Record set:

//! Notification repository implementation.

use async_trait::async_trait;
use chrono::{DateTime, Utc};
use sqlx::{PgPool, Postgres, QueryBuilder};
use uuid::Uuid;

use notifyhub_core::error::{AppError, ErrorKind};
use notifyhub_core::result::AppResult;
use notifyhub_entity::notification::{Notification, NotificationQuery};

use crate::stores::{NotificationStore, StatusCount};

/// Repository for notification rows and their conditional lifecycle updates.
#[derive(Debug, Clone)]
pub struct NotificationRepository {
    pool: PgPool,
}

impl NotificationRepository {
    /// Create a new notification repository.
    pub fn new(pool: PgPool) -> Self {
        Self { pool }
    }

    fn push_filters<'a>(builder: &mut QueryBuilder<'a, Postgres>, query: &'a NotificationQuery) {
        builder.push(" WHERE user_id = ").push_bind(query.user_id);
        if let Some(kind) = query.kind {
            builder.push(" AND kind = ").push_bind(kind);
        }
        if let Some(status) = query.status {
            builder.push(" AND status = ").push_bind(status);
        }
        if let Some(priority) = query.priority {
            builder.push(" AND priority = ").push_bind(priority);
        }
        if let Some(group_key) = &query.group_key {
            builder.push(" AND group_key = ").push_bind(group_key);
        }
        if let Some(after) = query.created_after {
            builder.push(" AND created_at >= ").push_bind(after);
        }
        if let Some(before) = query.created_before {
            builder.push(" AND created_at < ").push_bind(before);
        }
    }
}

#[async_trait]
impl NotificationStore for NotificationRepository {
    async fn create(&self, n: &Notification) -> AppResult<Notification> {
        sqlx::query_as::<_, Notification>(
            "INSERT INTO notifications \
             (id, user_id, kind, title, message, action_url, action_text, data, priority, \
              status, scheduled_for, expires_at, group_key, batch_id, push_sent, delivered, \
              delivered_at, created_at, read_at) \
             VALUES ($1, $2, $3, $4, $5, $6, $7, $8, $9, $10, $11, $12, $13, $14, $15, $16, \
                     $17, $18, $19) \
             RETURNING *",
        )
        .bind(n.id)
        .bind(n.user_id)
        .bind(n.kind)
        .bind(&n.title)
        .bind(&n.message)
        .bind(&n.action_url)
        .bind(&n.action_text)
        .bind(&n.data)
        .bind(n.priority)
        .bind(n.status)
        .bind(n.scheduled_for)
        .bind(n.expires_at)
        .bind(&n.group_key)
        .bind(n.batch_id)
        .bind(n.push_sent)
        .bind(n.delivered)
        .bind(n.delivered_at)
        .bind(n.created_at)
        .bind(n.read_at)
        .fetch_one(&self.pool)
        .await
        .map_err(|e| {
            AppError::with_source(ErrorKind::Database, "Failed to create notification", e)
        })
    }

    async fn find(&self, query: &NotificationQuery) -> AppResult<Vec<Notification>> {
        let mut builder = QueryBuilder::new("SELECT * FROM notifications");
        Self::push_filters(&mut builder, query);
        builder
            .push(" ORDER BY created_at DESC LIMIT ")
            .push_bind(query.limit)
            .push(" OFFSET ")
            .push_bind(query.offset);

        builder
            .build_query_as::<Notification>()
            .fetch_all(&self.pool)
            .await
            .map_err(|e| {
                AppError::with_source(ErrorKind::Database, "Failed to list notifications", e)
            })
    }

    async fn count(&self, query: &NotificationQuery) -> AppResult<i64> {
        let mut builder = QueryBuilder::new("SELECT COUNT(*) FROM notifications");
        Self::push_filters(&mut builder, query);

        builder
            .build_query_scalar::<i64>()
            .fetch_one(&self.pool)
            .await
            .map_err(|e| {
                AppError::with_source(ErrorKind::Database, "Failed to count notifications", e)
            })
    }

    async fn find_by_group(&self, group_key: &str) -> AppResult<Vec<Notification>> {
        sqlx::query_as::<_, Notification>(
            "SELECT * FROM notifications WHERE group_key = $1 ORDER BY created_at",
        )
        .bind(group_key)
        .fetch_all(&self.pool)
        .await
        .map_err(|e| AppError::with_source(ErrorKind::Database, "Failed to find group", e))
    }

    async fn mark_read(
        &self,
        id: Uuid,
        user_id: Uuid,
        read_at: DateTime<Utc>,
    ) -> AppResult<u64> {
        let result = sqlx::query(
            "UPDATE notifications SET status = 'read', read_at = $3 \
             WHERE id = $1 AND user_id = $2 AND status = 'unread'",
        )
        .bind(id)
        .bind(user_id)
        .bind(read_at)
        .execute(&self.pool)
        .await
        .map_err(|e| AppError::with_source(ErrorKind::Database, "Failed to mark read", e))?;
        Ok(result.rows_affected())
    }

    async fn mark_many_read(
        &self,
        ids: &[Uuid],
        user_id: Uuid,
        read_at: DateTime<Utc>,
    ) -> AppResult<u64> {
        let result = sqlx::query(
            "UPDATE notifications SET status = 'read', read_at = $3 \
             WHERE id = ANY($1) AND user_id = $2 AND status = 'unread'",
        )
        .bind(ids)
        .bind(user_id)
        .bind(read_at)
        .execute(&self.pool)
        .await
        .map_err(|e| AppError::with_source(ErrorKind::Database, "Failed to mark many read", e))?;
        Ok(result.rows_affected())
    }

    async fn archive(&self, id: Uuid, user_id: Uuid) -> AppResult<u64> {
        let result = sqlx::query(
            "UPDATE notifications SET status = 'archived' \
             WHERE id = $1 AND user_id = $2 AND status IN ('unread', 'read')",
        )
        .bind(id)
        .bind(user_id)
        .execute(&self.pool)
        .await
        .map_err(|e| {
            AppError::with_source(ErrorKind::Database, "Failed to archive notification", e)
        })?;
        Ok(result.rows_affected())
    }

    async fn record_delivery(
        &self,
        group_key: &str,
        user_id: Uuid,
        delivered: bool,
        delivered_at: DateTime<Utc>,
    ) -> AppResult<u64> {
        let result = sqlx::query(
            "UPDATE notifications SET push_sent = TRUE, delivered = $3, delivered_at = $4 \
             WHERE group_key = $1 AND user_id = $2",
        )
        .bind(group_key)
        .bind(user_id)
        .bind(delivered)
        .bind(delivered_at)
        .execute(&self.pool)
        .await
        .map_err(|e| {
            AppError::with_source(ErrorKind::Database, "Failed to record delivery", e)
        })?;
        Ok(result.rows_affected())
    }

    async fn status_counts(&self, user_id: Uuid) -> AppResult<Vec<StatusCount>> {
        sqlx::query_as::<_, StatusCount>(
            "SELECT kind, status, COUNT(*) AS count FROM notifications \
             WHERE user_id = $1 GROUP BY kind, status",
        )
        .bind(user_id)
        .fetch_all(&self.pool)
        .await
        .map_err(|e| AppError::with_source(ErrorKind::Database, "Failed to aggregate stats", e))
    }

    async fn find_unread_in_window(
        &self,
        user_id: Uuid,
        from: DateTime<Utc>,
        to: DateTime<Utc>,
        limit: i64,
    ) -> AppResult<Vec<Notification>> {
        sqlx::query_as::<_, Notification>(
            "SELECT * FROM notifications \
             WHERE user_id = $1 AND status = 'unread' \
             AND created_at >= $2 AND created_at <= $3 \
             ORDER BY created_at DESC LIMIT $4",
        )
        .bind(user_id)
        .bind(from)
        .bind(to)
        .bind(limit)
        .fetch_all(&self.pool)
        .await
        .map_err(|e| {
            AppError::with_source(ErrorKind::Database, "Failed to load digest window", e)
        })
    }

    async fn delete_archived_before(&self, cutoff: DateTime<Utc>) -> AppResult<u64> {
        let result = sqlx::query(
            "DELETE FROM notifications WHERE status = 'archived' AND created_at < $1",
        )
        .bind(cutoff)
        .execute(&self.pool)
        .await
        .map_err(|e| {
            AppError::with_source(ErrorKind::Database, "Failed to sweep notifications", e)
        })?;
        Ok(result.rows_affected())
    }
}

Work item: Transcribe the records above in full, exactly as they stand.

Written response:
//! Notification repository implementation.

use async_trait::async_trait;
use chrono::{DateTime, Utc};
use sqlx::{PgPool, Postgres, QueryBuilder};
use uuid::Uuid;

use notifyhub_core::error::{AppError, ErrorKind};
use notifyhub_core::result::AppResult;
use notifyhub_entity::notification::{Notification, NotificationQuery};

use crate::stores::{NotificationStore, StatusCount};

/// Repository for notification rows and their conditional lifecycle updates.
#[derive(Debug, Clone)]
pub struct NotificationRepository {
    pool: PgPool,
}

impl NotificationRepository {
    /// Create a new notification repository.
    pub fn new(pool: PgPool) -> Self {
        Self { pool }
    }

    fn push_filters<'a>(builder: &mut QueryBuilder<'a, Postgres>, query: &'a NotificationQuery) {
        builder.push(" WHERE user_id = ").push_bind(query.user_id);
        if let Some(kind) = query.kind {
            builder.push(" AND kind = ").push_bind(kind);
        }
        if let Some(status) = query.status {
            builder.push(" AND status = ").push_bind(status);
        }
        if let Some(priority) = query.priority {
            builder.push(" AND priority = ").push_bind(priority);
        }
        if let Some(group_key) = &query.group_key {
            builder.push(" AND group_key = ").push_bind(group_key);
        }
        if let Some(after) = query.created_after {
            builder.push(" AND created_at >= ").push_bind(after);
        }
        if let Some(before) = query.created_before {
            builder.push(" AND created_at < ").push_bind(before);
        }
    }
}

#[async_trait]
impl NotificationStore for NotificationRepository {
    async fn create(&self, n: &Notification) -> AppResult<Notification> {
        sqlx::query_as::<_, Notification>(
            "INSERT INTO notifications \
             (id, user_id, kind, title, message, action_url, action_text, data, priority, \
              status, scheduled_for, expires_at, group_key, batch_id, push_sent, delivered, \
              delivered_at, created_at, read_at) \
             VALUES ($1, $2, $3, $4, $5, $6, $7, $8, $9, $10, $11, $12, $13, $14, $15, $16, \
                     $17, $18, $19) \
             RETURNING *",
        )
        .bind(n.id)
        .bind(n.user_id)
        .bind(n.kind)
        .bind(&n.title)
        .bind(&n.message)
        .bind(&n.action_url)
        .bind(&n.action_text)
        .bind(&n.data)
        .bind(n.priority)
        .bind(n.status)
        .bind(n.scheduled_for)
        .bind(n.expires_at)
        .bind(&n.group_key)
        .bind(n.batch_id)
        .bind(n.push_sent)
        .bind(n.delivered)
        .bind(n.delivered_at)
        .bind(n.created_at)
        .bind(n.read_at)
        .fetch_one(&self.pool)
        .await
        .map_err(|e| {
            AppError::with_source(ErrorKind::Database, "Failed to create notification", e)
        })
    }

    async fn find(&self, query: &NotificationQuery) -> AppResult<Vec<Notification>> {
        let mut builder = QueryBuilder::new("SELECT * FROM notifications");
        Self::push_filters(&mut builder, query);
        builder
            .push(" ORDER BY created_at DESC LIMIT ")
            .push_bind(query.limit)
            .push(" OFFSET ")
            .push_bind(query.offset);

        builder
            .build_query_as::<Notification>()
            .fetch_all(&self.pool)
            .await
            .map_err(|e| {
                AppError::with_source(ErrorKind::Database, "Failed to list notifications", e)
            })
    }

    async fn count(&self, query: &NotificationQuery) -> AppResult<i64> {
        let mut builder = QueryBuilder::new("SELECT COUNT(*) FROM notifications");
        Self::push_filters(&mut builder, query);

        builder
            .build_query_scalar::<i64>()
            .fetch_one(&self.pool)
            .await
            .map_err(|e| {
                AppError::with_source(ErrorKind::Database, "Failed to count notifications", e)
            })
    }

    async fn find_by_group(&self, group_key: &str) -> AppResult<Vec<Notification>> {
        sqlx::query_as::<_, Notification>(
            "SELECT * FROM notifications WHERE group_key = $1 ORDER BY created_at",
        )
        .bind(group_key)
        .fetch_all(&self.pool)
        .await
        .map_err(|e| AppError::with_source(ErrorKind::Database, "Failed to find group", e))
    }

    async fn mark_read(
        &self,
        id: Uuid,
        user_id: Uuid,
        read_at: DateTime<Utc>,
    ) -> AppResult<u64> {
        let result = sqlx::query(
            "UPDATE notifications SET status = 'read', read_at = $3 \
             WHERE id = $1 AND user_id = $2 AND status = 'unread'",
        )
        .bind(id)
        .bind(user_id)
        .bind(read_at)
        .execute(&self.pool)
        .await
        .map_err(|e| AppError::with_source(ErrorKind::Database, "Failed to mark read", e))?;
        Ok(result.rows_affected())
    }

    async fn mark_many_read(
        &self,
        ids: &[Uuid],
        user_id: Uuid,
        read_at: DateTime<Utc>,
    ) -> AppResult<u64> {
        let result = sqlx::query(
            "UPDATE notifications SET status = 'read', read_at = $3 \
             WHERE id = ANY($1) AND user_id = $2 AND status = 'unread'",
        )
        .bind(ids)
        .bind(user_id)
        .bind(read_at)
        .execute(&self.pool)
        .await
        .map_err(|e| AppError::with_source(ErrorKind::Database, "Failed to mark many read", e))?;
        Ok(result.rows_affected())
    }

    async fn archive(&self, id: Uuid, user_id: Uuid) -> AppResult<u64> {
        let result = sqlx::query(
            "UPDATE notifications SET status = 'archived' \
             WHERE id = $1 AND user_id = $2 AND status IN ('unread', 'read')",
        )
        .bind(id)
        .bind(user_id)
        .execute(&self.pool)
        .await
        .map_err(|e| {
            AppError::with_source(ErrorKind::Database, "Failed to archive notification", e)
        })?;
        Ok(result.rows_affected())
    }

    async fn record_delivery(
        &self,
        group_key: &str,
        user_id: Uuid,
        delivered: bool,
        delivered_at: DateTime<Utc>,
    ) -> AppResult<u64> {
        let result = sqlx::query(
            "UPDATE notifications SET push_sent = TRUE, delivered = $3, delivered_at = $4 \
             WHERE group_key = $1 AND user_id = $2",
        )
        .bind(group_key)
        .bind(user_id)
        .bind(delivered)
        .bind(delivered_at)
        .execute(&self.pool)
        .await
        .map_err(|e| {
            AppError::with_source(ErrorKind::Database, "Failed to record delivery", e)
        })?;
        Ok(result.rows_affected())
    }

    async fn status_counts(&self, user_id: Uuid) -> AppResult<Vec<StatusCount>> {
        sqlx::query_as::<_, StatusCount>(
            "SELECT kind, status, COUNT(*) AS count FROM notifications \
             WHERE user_id = $1 GROUP BY kind, status",
        )
        .bind(user_id)
        .fetch_all(&self.pool)
        .await
        .map_err(|e| AppError::with_source(ErrorKind::Database, "Failed to aggregate stats", e))
    }

    async fn find_unread_in_window(
        &self,
        user_id: Uuid,
        from: DateTime<Utc>,
        to: DateTime<Utc>,
        limit: i64,
    ) -> AppResult<Vec<Notification>> {
        sqlx::query_as::<_, Notification>(
            "SELECT * FROM notifications \
             WHERE user_id = $1 AND status = 'unread' \
             AND created_at >= $2 AND created_at <= $3 \
             ORDER BY created_at DESC LIMIT $4",
        )
        .bind(user_id)
        .bind(from)
        .bind(to)
        .bind(limit)
        .fetch_all(&self.pool)
        .await
        .map_err(|e| {
            AppError::with_source(ErrorKind::Database, "Failed to load digest window", e)
        })
    }

    async fn delete_archived_before(&self, cutoff: DateTime<Utc>) -> AppResult<u64> {
        let result = sqlx::query(
            "DELETE FROM notifications WHERE status = 'archived' AND created_at < $1",
        )
        .bind(cutoff)
        .execute(&self.pool)
        .await
        .map_err(|e| {
            AppError::with_source(ErrorKind::Database, "Failed to sweep notifications", e)
        })?;
        Ok(result.rows_affected())
    }
}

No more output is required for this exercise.